* WHAT IS BEING ASKED *
Produce an exact copy of the lines below, starting at the first and ending with the line containing "single path component.".
※ ※ ※
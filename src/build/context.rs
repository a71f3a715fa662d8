//! Per-run build context.

use chrono::{DateTime, Utc};
use std::path::{Path, PathBuf};

/// Paths and timing for one profile run.
///
/// Created fresh by the orchestrator for every run and dropped when the run
/// ends. The scratch directory belongs to this run alone.
#[derive(Debug, Clone)]
pub struct BuildContext {
    /// Profile being built
    pub profile_id: String,
    /// Shared source tree
    pub source_dir: PathBuf,
    /// Profile output directory
    pub output_dir: PathBuf,
    /// Run-private staging directory
    pub scratch_dir: PathBuf,
    /// Wall-clock start of the run
    pub started_at: DateTime<Utc>,
}

impl BuildContext {
    /// Create a new build context stamped with the current time.
    pub fn new(
        profile_id: impl Into<String>,
        source_dir: impl Into<PathBuf>,
        output_dir: impl Into<PathBuf>,
        scratch_dir: impl Into<PathBuf>,
    ) -> Self {
        Self {
            profile_id: profile_id.into(),
            source_dir: source_dir.into(),
            output_dir: output_dir.into(),
            scratch_dir: scratch_dir.into(),
            started_at: Utc::now(),
        }
    }

    /// Resolve a path relative to the output directory.
    pub fn output_path(&self, relative: impl AsRef<Path>) -> PathBuf {
        self.output_dir.join(relative)
    }

    /// Prefix for this run's scratch directory: profile plus start time.
    ///
    /// Path separators in the profile id are replaced so the prefix is
    /// always a single path component.
    pub fn scratch_prefix(profile_id: &str, started_at: DateTime<Utc>) -> String {
        let safe: String = profile_id
            .chars()
            .map(|c| if c == '/' || c == '\\' { '_' } else { c })
            .collect();
        format!("{}-{}-", safe, started_at.format("%Y%m%dT%H%M%S%3f"))
    }
}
※ ※ ※
* WRITTEN SOLUTION *
filename src/build/context.rs
repository a71f3a715fa662d8
//! Per-run build context.

use chrono::{DateTime, Utc};
use std::path::{Path, PathBuf};

/// Paths and timing for one profile run.
///
/// Created fresh by the orchestrator for every run and dropped when the run
/// ends. The scratch directory belongs to this run alone.
#[derive(Debug, Clone)]
pub struct BuildContext {
    /// Profile being built
    pub profile_id: String,
    /// Shared source tree
    pub source_dir: PathBuf,
    /// Profile output directory
    pub output_dir: PathBuf,
    /// Run-private staging directory
    pub scratch_dir: PathBuf,
    /// Wall-clock start of the run
    pub started_at: DateTime<Utc>,
}

impl BuildContext {
    /// Create a new build context stamped with the current time.
    pub fn new(
        profile_id: impl Into<String>,
        source_dir: impl Into<PathBuf>,
        output_dir: impl Into<PathBuf>,
        scratch_dir: impl Into<PathBuf>,
    ) -> Self {
        Self {
            profile_id: profile_id.into(),
            source_dir: source_dir.into(),
            output_dir: output_dir.into(),
            scratch_dir: scratch_dir.into(),
            started_at: Utc::now(),
        }
    }

    /// Resolve a path relative to the output directory.
    pub fn output_path(&self, relative: impl AsRef<Path>) -> PathBuf {
        self.output_dir.join(relative)
    }

    /// Prefix for this run's scratch directory: profile plus start time.
    ///
    /// Path separators in the profile id are replaced so the prefix is
    /// always a single path component.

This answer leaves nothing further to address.